● **PROBLEM STATEMENT**
Report the lines of the material that carry the string "disconnect".

● **SUPPLIED MATERIAL**
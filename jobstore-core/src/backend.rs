//! Storage backend abstraction for the document store.
//!
//! [`StoreBackend`] is the narrow capability a typed collection needs from a
//! document database: insert one, insert many, find one, find many, and
//! disconnect. Everything vendor-specific lives behind it, so the collection
//! layer has no direct dependency on any database driver.
//!
//! # Examples
//!
//! ```ignore
//! use jobstore_core::{backend::StoreBackend, query::{Filter, Query}};
//! use bson::doc;
//!
//! let id = backend.insert_one(doc! { "title": "Engineer" }, "jobs").await?;
//! let rows = backend.find(Query::builder().filter(Filter::eq("_id", id)).build(), "jobs").await?;
//! ```

use async_trait::async_trait;
use bson::{Bson, Document, oid::ObjectId};
use std::fmt::Debug;

use crate::{
    error::StoreResult,
    query::{Predicate, Query},
};

/// Abstract interface for document storage backends.
///
/// # Thread Safety
///
/// Implementations must be safe to share between concurrent callers. A single
/// backend instance serves every typed collection of a process, and no caller
/// takes a lock around it.
///
/// # Identifiers
///
/// Documents inserted without an `_id` receive a fresh [`ObjectId`]. Ids issued
/// by one process increase monotonically, so sorting on `_id` yields insertion
/// order.
#[async_trait]
pub trait StoreBackend: Send + Sync + Debug {
    /// Inserts a single document and returns its identifier.
    ///
    /// # Errors
    ///
    /// Returns [`StoreError::Write`](crate::error::StoreError::Write) on constraint
    /// violation or connectivity loss.
    async fn insert_one(&self, document: Document, collection: &str) -> StoreResult<ObjectId>;

    /// Inserts documents in bulk and returns their identifiers in input order.
    ///
    /// Either every id is returned or an error is raised; a partial insertion is
    /// never reported as success.
    async fn insert_many(
        &self,
        documents: Vec<Document>,
        collection: &str,
    ) -> StoreResult<Vec<ObjectId>>;

    /// Returns the first document matching the predicate, if any.
    async fn find_one(&self, filter: Predicate, collection: &str) -> StoreResult<Option<Bson>>;

    /// Returns every document matching the query, honoring skip, limit and sort.
    ///
    /// No match yields an empty vector, never an error.
    async fn find(&self, query: Query, collection: &str) -> StoreResult<Vec<Bson>>;

    /// Releases the underlying connection.
    ///
    /// Calling this more than once, or on a backend that never connected, is a no-op.
    async fn disconnect(&self) -> StoreResult<()>;
}

#[async_trait]
impl<B> StoreBackend for &B
where
    B: StoreBackend,
{
    async fn insert_one(&self, document: Document, collection: &str) -> StoreResult<ObjectId> {
        (*self).insert_one(document, collection).await
    }

    async fn insert_many(
        &self,
        documents: Vec<Document>,
        collection: &str,
    ) -> StoreResult<Vec<ObjectId>> {
        (*self).insert_many(documents, collection).await
    }

    async fn find_one(&self, filter: Predicate, collection: &str) -> StoreResult<Option<Bson>> {
        (*self).find_one(filter, collection).await
    }

    async fn find(&self, query: Query, collection: &str) -> StoreResult<Vec<Bson>> {
        (*self).find(query, collection).await
    }

    async fn disconnect(&self) -> StoreResult<()> {
        (*self).disconnect().await
    }
}

/// Factory for dialing a backend.
///
/// The [`ConnectionProvider`](crate::connection::ConnectionProvider) consumes a
/// builder at most once per process.
#[async_trait]
pub trait StoreBackendBuilder: Send {
    type Backend: StoreBackend;

    /// Dials the store.
    ///
    /// # Errors
    ///
    /// Returns [`StoreError::Connection`](crate::error::StoreError::Connection) when
    /// the connection string is invalid or the store is unreachable.
    async fn build(self) -> StoreResult<Self::Backend>;
}
use bson::oid::ObjectId;
use chrono::{TimeZone, Utc};
use jobstore::{memory::InMemoryStore, prelude::*};

const JOBS: &str = "jobdetails";

fn job(title: &str, company_name: &str, location: &str) -> JobDetails {
    JobDetails {
        title: title.to_string(),
        company_name: company_name.to_string(),
        location: location.to_string(),
        ..Default::default()
    }
}

async fn context_with(
    store: InMemoryStore,
    jobs: Vec<JobDetails>,
) -> (JobStoreContext<InMemoryStore>, Vec<ObjectId>) {
    let config = JobStoreConfig::new("memory://", "jobcrawler", JOBS);
    let context = JobStoreContext::init(InMemoryStore::builder().with_store(store), &config)
        .await
        .unwrap();
    let ids = context
        .connection()
        .typed_collection_named::<JobDetails>(JOBS)
        .add_many(jobs)
        .await
        .unwrap();

    (context, ids)
}

fn ids_of(jobs: &[JobDetails]) -> Vec<ObjectId> {
    jobs.iter().map(|job| job.id.unwrap()).collect()
}

#[tokio::test]
async fn location_and_keywords_narrow_the_listing() {
    let (context, ids) = context_with(
        InMemoryStore::new(),
        vec![job("Engineer", "Acme", "NYC"), job("Engineer", "Acme", "LA")],
    )
    .await;
    let service = context.service();

    let nyc = service
        .get_jobs(Some(&SearchCriteria::new("NYC", "Engineer")), 10, 1)
        .await
        .unwrap();
    let anywhere = service
        .get_jobs(Some(&SearchCriteria::new("", "Engineer")), 10, 1)
        .await
        .unwrap();
    let by_company = service
        .get_jobs(Some(&SearchCriteria::new("LA", "Acme")), 10, 1)
        .await
        .unwrap();

    assert_eq!(ids_of(&nyc.jobs), vec![ids[0]]);
    assert_eq!(ids_of(&anywhere.jobs), ids);
    assert_eq!(ids_of(&by_company.jobs), vec![ids[1]]);
}

#[tokio::test]
async fn exact_keywords_miss_partial_titles_unless_contains_is_selected() {
    let (context, ids) = context_with(
        InMemoryStore::new(),
        vec![job("Senior Engineer", "Acme", "NYC"), job("Designer", "Beta", "NYC")],
    )
    .await;
    let criteria = SearchCriteria::new("NYC", "engineer");

    let exact = context.service().get_jobs(Some(&criteria), 10, 1).await.unwrap();
    let contains = JobService::from_connection(context.connection(), JOBS)
        .with_keyword_match(KeywordMatch::Contains)
        .get_jobs(Some(&criteria), 10, 1)
        .await
        .unwrap();

    assert!(exact.jobs.is_empty());
    assert_eq!(ids_of(&contains.jobs), vec![ids[0]]);
}

#[tokio::test]
async fn pages_follow_the_skip_formula() {
    let (context, ids) = context_with(
        InMemoryStore::new(),
        (1..=5).map(|n| job(&format!("Job {n}"), "Acme", "NYC")).collect(),
    )
    .await;
    let service = context.service();

    let first = service.get_jobs(None, 2, 1).await.unwrap();
    let second = service.get_jobs(None, 2, 2).await.unwrap();
    let zeroth = service.get_jobs(None, 2, 0).await.unwrap();
    let past_the_end = service.get_jobs(None, 2, 10).await.unwrap();

    assert_eq!(ids_of(&first.jobs), ids[0..2].to_vec());
    assert_eq!(ids_of(&second.jobs), ids[1..3].to_vec());
    assert_eq!(zeroth.jobs, first.jobs);
    assert!(past_the_end.jobs.is_empty());
    assert_eq!((second.page_size, second.page_number), (2, 2));
}

#[tokio::test]
async fn zero_page_size_uses_the_default() {
    let (context, _) = context_with(
        InMemoryStore::new(),
        (0..15).map(|n| job(&format!("Job {n}"), "Acme", "NYC")).collect(),
    )
    .await;

    let page = context.service().get_jobs(None, 0, 1).await.unwrap();

    assert_eq!(page.jobs.len() as i64, jobstore::page::DEFAULT_PAGE_SIZE);
}

#[tokio::test]
async fn negative_paging_is_rejected() {
    let (context, _) = context_with(InMemoryStore::new(), vec![job("Engineer", "Acme", "NYC")]).await;

    assert!(matches!(
        context.service().get_jobs(None, 10, -1).await,
        Err(StoreError::Validation(_))
    ));
    assert!(matches!(
        context.service().get_jobs(None, -5, 1).await,
        Err(StoreError::Validation(_))
    ));
}

#[tokio::test]
async fn empty_collection_yields_empty_pages() {
    let (context, ids) = context_with(InMemoryStore::new(), Vec::new()).await;
    let service = context.service();

    assert!(ids.is_empty());
    for criteria in [None, Some(SearchCriteria::new("NYC", "Engineer"))] {
        for (size, number) in [(0, 0), (1, 1), (10, 3)] {
            let page = service.get_jobs(criteria.as_ref(), size, number).await.unwrap();
            assert!(page.jobs.is_empty());
        }
    }
}

#[tokio::test]
async fn inserted_job_round_trips_by_id() {
    let (context, _) = context_with(InMemoryStore::new(), Vec::new()).await;
    let jobs = context.connection().typed_collection_named::<JobDetails>(JOBS);
    let posted = JobDetails {
        description: Some("Build things".to_string()),
        url: Some("https://jobs.example.com/1".to_string()),
        posted_at: Some(Utc.with_ymd_and_hms(2024, 3, 1, 9, 30, 0).unwrap()),
        ..job("Engineer", "Acme", "NYC")
    };

    let id = jobs.add_single(posted.clone()).await.unwrap();
    let stored = jobs.get_by_id(&id).await.unwrap();

    assert_eq!(stored, JobDetails { id: Some(id), ..posted });
}

#[tokio::test]
async fn job_detail_lookup_distinguishes_missing_from_malformed() {
    let (context, ids) = context_with(InMemoryStore::new(), vec![job("Engineer", "Acme", "NYC")]).await;
    let service = context.service();

    let found = service.get_job_detail(&ids[0].to_hex()).await.unwrap();
    let missing = service.get_job_detail(&ObjectId::new().to_hex()).await.unwrap();

    assert_eq!(found.map(|job| job.title), Some("Engineer".to_string()));
    assert!(missing.is_none());
    assert!(matches!(
        service.get_job_detail("not-an-id").await,
        Err(StoreError::Validation(_))
    ));
}

#[tokio::test]
async fn get_by_id_reports_missing_documents() {
    let (context, _) = context_with(InMemoryStore::new(), Vec::new()).await;
    let jobs = context.connection().typed_collection_named::<JobDetails>(JOBS);

    let err = jobs.get_by_id(&ObjectId::new()).await.unwrap_err();

    assert!(err.is_not_found());
}

#[tokio::test]
async fn unknown_user_name_yields_the_default_user() {
    let (context, _) = context_with(InMemoryStore::new(), Vec::new()).await;
    let users = context.connection().typed_collection::<User>();
    users
        .add_single(User {
            username: "ada".to_string(),
            email: Some("ada@example.com".to_string()),
            ..Default::default()
        })
        .await
        .unwrap();

    let known = users.get_by_user_name("ada").await.unwrap();
    let unknown = users.get_by_user_name("grace").await.unwrap();

    assert_eq!(known.email.as_deref(), Some("ada@example.com"));
    assert!(known.id.is_some());
    assert_eq!(unknown, User::default());
}

#[tokio::test]
async fn request_dto_drives_the_service() {
    let (context, ids) = context_with(
        InMemoryStore::new(),
        vec![job("Engineer", "Acme", "NYC"), job("Engineer", "Acme", "LA")],
    )
    .await;
    let request: GetJobsRequest = serde_json::from_value(serde_json::json!({
        "location": "LA",
        "keywords": "Engineer",
        "pageSize": 5,
        "pageNumber": 1,
    }))
    .unwrap();

    let page = context.service().handle(&request).await.unwrap();
    let body = serde_json::to_value(&page).unwrap();

    assert_eq!(ids_of(&page.jobs), vec![ids[1]]);
    assert_eq!(body["pageSize"], 5);
    assert_eq!(body["pageNumber"], 1);
    assert_eq!(body["jobs"][0]["companyName"], "Acme");
}

#[tokio::test]
async fn contexts_share_a_seeded_store_and_shutdown_is_idempotent() {
    let store = InMemoryStore::new();
    let (first, ids) = context_with(store.clone(), vec![job("Engineer", "Acme", "NYC")]).await;
    let (second, _) = context_with(store, Vec::new()).await;

    let seen = second.service().get_jobs(None, 10, 1).await.unwrap();
    assert_eq!(ids_of(&seen.jobs), ids);

    first.shutdown().await.unwrap();
    first.shutdown().await.unwrap();

    assert!(matches!(
        second.service().get_jobs(None, 10, 1).await,
        Err(StoreError::Connection(_))
    ));
}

● **OUTPUT FOR THIS TASK**
//! disconnect. Everything vendor-specific lives behind it, so the collection
    async fn disconnect(&self) -> StoreResult<()>;
    async fn disconnect(&self) -> StoreResult<()> {
        (*self).disconnect().await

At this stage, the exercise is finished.